What the exercise asks:
Each line from the first down to the one containing "let workers = self.all().await?;" should be returned exactly as it appears below.

Data entries

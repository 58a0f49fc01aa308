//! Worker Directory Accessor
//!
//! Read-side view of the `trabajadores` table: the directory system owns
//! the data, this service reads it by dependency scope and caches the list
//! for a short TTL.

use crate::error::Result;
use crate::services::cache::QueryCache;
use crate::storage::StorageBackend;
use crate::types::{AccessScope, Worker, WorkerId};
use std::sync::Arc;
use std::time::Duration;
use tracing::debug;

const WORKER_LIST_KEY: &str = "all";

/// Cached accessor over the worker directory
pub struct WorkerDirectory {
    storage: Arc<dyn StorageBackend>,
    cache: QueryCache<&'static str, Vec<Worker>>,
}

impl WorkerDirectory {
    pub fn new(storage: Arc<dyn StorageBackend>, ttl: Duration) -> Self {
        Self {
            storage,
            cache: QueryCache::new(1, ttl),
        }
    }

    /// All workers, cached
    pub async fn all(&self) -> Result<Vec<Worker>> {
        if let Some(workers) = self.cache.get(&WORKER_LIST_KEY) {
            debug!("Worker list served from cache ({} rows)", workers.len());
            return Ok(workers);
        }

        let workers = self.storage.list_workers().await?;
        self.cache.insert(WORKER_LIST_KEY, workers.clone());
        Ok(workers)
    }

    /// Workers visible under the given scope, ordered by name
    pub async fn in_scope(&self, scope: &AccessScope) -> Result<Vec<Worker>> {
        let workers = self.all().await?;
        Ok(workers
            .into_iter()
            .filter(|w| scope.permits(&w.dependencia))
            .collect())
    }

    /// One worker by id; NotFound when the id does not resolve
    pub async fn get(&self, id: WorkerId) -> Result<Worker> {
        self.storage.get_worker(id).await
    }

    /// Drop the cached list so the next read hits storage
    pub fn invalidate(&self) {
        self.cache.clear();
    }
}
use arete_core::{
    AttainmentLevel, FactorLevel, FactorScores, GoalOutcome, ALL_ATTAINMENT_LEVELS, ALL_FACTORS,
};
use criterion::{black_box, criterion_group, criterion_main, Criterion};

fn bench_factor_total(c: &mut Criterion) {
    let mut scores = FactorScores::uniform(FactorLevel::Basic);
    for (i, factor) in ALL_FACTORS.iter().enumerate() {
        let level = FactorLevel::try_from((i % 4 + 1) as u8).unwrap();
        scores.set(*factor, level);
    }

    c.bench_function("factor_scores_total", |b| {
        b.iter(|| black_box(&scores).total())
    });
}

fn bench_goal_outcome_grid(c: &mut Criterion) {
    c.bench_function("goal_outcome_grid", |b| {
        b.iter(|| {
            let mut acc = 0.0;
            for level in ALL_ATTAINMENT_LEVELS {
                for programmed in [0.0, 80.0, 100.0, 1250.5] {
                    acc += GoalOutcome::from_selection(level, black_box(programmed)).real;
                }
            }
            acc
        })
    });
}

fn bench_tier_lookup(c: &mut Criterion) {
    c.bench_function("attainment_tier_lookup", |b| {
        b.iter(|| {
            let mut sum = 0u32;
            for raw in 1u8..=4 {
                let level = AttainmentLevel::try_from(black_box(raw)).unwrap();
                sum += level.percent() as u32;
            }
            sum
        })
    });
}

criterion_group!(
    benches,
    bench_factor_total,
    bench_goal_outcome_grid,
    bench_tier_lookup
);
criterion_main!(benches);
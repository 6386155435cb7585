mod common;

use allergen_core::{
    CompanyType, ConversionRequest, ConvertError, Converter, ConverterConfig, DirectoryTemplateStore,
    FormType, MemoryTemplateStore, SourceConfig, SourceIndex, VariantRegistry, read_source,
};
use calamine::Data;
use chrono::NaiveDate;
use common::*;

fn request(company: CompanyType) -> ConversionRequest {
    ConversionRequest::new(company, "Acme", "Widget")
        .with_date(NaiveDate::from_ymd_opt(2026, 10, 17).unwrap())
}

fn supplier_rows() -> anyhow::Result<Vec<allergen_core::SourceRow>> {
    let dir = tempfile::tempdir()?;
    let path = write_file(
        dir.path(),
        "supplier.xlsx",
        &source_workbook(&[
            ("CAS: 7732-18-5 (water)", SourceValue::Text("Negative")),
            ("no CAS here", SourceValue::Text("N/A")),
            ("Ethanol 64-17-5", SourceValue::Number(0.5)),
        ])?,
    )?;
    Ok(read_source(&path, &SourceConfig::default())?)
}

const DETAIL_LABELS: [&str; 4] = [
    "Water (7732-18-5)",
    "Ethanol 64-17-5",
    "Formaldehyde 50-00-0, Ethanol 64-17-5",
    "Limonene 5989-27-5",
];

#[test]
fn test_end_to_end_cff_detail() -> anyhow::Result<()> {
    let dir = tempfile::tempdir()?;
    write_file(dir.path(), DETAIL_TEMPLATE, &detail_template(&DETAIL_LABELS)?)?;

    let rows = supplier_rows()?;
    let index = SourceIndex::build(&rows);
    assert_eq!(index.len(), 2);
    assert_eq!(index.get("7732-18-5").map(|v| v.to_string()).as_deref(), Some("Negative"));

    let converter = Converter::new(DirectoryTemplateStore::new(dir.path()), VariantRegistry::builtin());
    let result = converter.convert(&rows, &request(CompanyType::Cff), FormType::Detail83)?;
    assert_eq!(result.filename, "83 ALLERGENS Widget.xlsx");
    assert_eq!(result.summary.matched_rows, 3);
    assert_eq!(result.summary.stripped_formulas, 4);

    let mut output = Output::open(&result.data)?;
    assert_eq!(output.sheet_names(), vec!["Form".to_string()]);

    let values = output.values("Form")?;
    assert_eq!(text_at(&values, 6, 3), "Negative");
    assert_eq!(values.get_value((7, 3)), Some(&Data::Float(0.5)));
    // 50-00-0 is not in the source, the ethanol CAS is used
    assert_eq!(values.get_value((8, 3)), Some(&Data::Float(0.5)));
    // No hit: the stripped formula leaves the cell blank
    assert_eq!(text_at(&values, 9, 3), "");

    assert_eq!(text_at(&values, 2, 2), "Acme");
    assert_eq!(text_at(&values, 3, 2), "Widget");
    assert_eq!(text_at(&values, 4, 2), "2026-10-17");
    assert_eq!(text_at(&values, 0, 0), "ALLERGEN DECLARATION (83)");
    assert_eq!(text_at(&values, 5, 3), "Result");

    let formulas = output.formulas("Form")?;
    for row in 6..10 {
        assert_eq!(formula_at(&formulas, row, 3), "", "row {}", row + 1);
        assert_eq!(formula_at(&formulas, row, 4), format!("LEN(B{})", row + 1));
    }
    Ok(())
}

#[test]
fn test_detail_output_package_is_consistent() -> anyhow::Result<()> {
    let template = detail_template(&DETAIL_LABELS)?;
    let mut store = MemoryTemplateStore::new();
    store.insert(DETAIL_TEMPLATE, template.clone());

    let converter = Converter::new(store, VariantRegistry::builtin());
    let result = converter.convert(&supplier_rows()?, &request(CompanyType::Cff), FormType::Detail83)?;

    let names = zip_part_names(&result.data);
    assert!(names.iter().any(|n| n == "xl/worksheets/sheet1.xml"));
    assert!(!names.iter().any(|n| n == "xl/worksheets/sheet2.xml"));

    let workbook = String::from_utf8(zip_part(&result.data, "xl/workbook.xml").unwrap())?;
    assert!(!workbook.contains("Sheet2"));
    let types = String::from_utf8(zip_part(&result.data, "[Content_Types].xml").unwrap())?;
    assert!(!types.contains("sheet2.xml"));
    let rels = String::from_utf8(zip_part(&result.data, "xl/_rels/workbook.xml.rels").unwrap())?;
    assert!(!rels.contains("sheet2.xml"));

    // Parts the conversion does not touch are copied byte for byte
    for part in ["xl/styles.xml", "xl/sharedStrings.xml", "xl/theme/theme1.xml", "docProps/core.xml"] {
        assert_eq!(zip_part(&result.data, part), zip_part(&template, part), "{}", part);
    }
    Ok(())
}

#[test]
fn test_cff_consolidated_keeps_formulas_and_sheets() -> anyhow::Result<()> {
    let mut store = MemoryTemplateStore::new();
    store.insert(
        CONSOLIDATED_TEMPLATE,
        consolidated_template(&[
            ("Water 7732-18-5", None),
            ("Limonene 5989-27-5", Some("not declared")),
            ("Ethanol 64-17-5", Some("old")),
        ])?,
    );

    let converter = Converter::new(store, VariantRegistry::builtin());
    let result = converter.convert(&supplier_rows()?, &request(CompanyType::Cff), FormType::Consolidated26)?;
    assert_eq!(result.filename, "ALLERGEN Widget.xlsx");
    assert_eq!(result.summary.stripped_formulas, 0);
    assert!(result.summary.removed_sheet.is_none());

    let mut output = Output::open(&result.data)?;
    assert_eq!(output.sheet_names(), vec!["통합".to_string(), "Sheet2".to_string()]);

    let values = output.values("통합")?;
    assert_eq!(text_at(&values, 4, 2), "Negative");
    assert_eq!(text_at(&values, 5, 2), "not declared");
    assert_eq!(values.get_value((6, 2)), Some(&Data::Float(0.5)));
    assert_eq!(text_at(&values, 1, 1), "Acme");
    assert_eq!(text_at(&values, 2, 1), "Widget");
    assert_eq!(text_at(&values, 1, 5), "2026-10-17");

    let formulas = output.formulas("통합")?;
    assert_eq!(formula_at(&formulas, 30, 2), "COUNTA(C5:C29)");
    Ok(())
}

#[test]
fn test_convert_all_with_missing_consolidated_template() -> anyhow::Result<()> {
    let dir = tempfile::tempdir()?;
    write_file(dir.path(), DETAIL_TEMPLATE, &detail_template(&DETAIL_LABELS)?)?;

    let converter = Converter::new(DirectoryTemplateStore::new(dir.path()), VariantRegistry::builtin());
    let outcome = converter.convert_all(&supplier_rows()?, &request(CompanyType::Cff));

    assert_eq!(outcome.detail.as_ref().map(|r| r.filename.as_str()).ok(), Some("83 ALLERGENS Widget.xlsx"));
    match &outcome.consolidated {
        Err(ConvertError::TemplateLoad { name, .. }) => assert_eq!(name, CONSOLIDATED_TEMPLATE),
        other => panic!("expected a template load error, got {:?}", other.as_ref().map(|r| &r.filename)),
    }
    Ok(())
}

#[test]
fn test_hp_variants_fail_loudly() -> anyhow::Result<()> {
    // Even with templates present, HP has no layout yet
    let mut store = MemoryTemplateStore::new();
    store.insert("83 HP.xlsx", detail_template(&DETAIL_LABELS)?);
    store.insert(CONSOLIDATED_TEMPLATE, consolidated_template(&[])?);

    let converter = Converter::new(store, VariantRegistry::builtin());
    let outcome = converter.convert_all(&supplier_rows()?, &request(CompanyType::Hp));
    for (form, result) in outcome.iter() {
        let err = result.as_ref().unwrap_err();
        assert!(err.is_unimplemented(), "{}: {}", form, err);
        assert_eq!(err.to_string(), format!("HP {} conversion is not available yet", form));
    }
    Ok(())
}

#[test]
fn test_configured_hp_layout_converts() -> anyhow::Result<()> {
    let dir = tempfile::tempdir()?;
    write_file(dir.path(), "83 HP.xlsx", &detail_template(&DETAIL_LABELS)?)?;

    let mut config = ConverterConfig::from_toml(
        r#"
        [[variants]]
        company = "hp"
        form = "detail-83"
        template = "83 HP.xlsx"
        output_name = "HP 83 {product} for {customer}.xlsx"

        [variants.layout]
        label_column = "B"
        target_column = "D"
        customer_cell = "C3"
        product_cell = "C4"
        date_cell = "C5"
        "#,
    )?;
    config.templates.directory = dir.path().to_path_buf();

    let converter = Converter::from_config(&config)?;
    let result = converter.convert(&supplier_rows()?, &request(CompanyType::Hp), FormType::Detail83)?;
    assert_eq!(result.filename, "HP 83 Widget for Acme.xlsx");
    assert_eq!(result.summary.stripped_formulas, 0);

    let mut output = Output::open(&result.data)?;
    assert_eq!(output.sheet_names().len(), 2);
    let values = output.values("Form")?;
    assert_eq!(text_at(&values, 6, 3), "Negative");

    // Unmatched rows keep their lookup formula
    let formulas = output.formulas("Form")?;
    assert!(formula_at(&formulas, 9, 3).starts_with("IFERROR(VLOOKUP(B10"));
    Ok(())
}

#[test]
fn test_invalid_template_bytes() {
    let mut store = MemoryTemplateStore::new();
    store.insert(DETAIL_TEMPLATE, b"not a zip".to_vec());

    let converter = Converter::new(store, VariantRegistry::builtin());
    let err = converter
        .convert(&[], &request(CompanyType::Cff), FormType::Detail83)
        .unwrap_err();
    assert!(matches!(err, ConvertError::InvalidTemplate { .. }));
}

Answer below:
repository 58a0f49fc01aa308
//! Worker Directory Accessor
//!
//! Read-side view of the `trabajadores` table: the directory system owns
//! the data, this service reads it by dependency scope and caches the list
//! for a short TTL.

use crate::error::Result;
use crate::services::cache::QueryCache;
use crate::storage::StorageBackend;
use crate::types::{AccessScope, Worker, WorkerId};
use std::sync::Arc;
use std::time::Duration;
use tracing::debug;

const WORKER_LIST_KEY: &str = "all";

/// Cached accessor over the worker directory
pub struct WorkerDirectory {
    storage: Arc<dyn StorageBackend>,
    cache: QueryCache<&'static str, Vec<Worker>>,
}

impl WorkerDirectory {
    pub fn new(storage: Arc<dyn StorageBackend>, ttl: Duration) -> Self {
        Self {
            storage,
            cache: QueryCache::new(1, ttl),
        }
    }

    /// All workers, cached
    pub async fn all(&self) -> Result<Vec<Worker>> {
        if let Some(workers) = self.cache.get(&WORKER_LIST_KEY) {
            debug!("Worker list served from cache ({} rows)", workers.len());
            return Ok(workers);
        }

        let workers = self.storage.list_workers().await?;
        self.cache.insert(WORKER_LIST_KEY, workers.clone());
        Ok(workers)
    }

    /// Workers visible under the given scope, ordered by name
    pub async fn in_scope(&self, scope: &AccessScope) -> Result<Vec<Worker>> {
        let workers = self.all().await?;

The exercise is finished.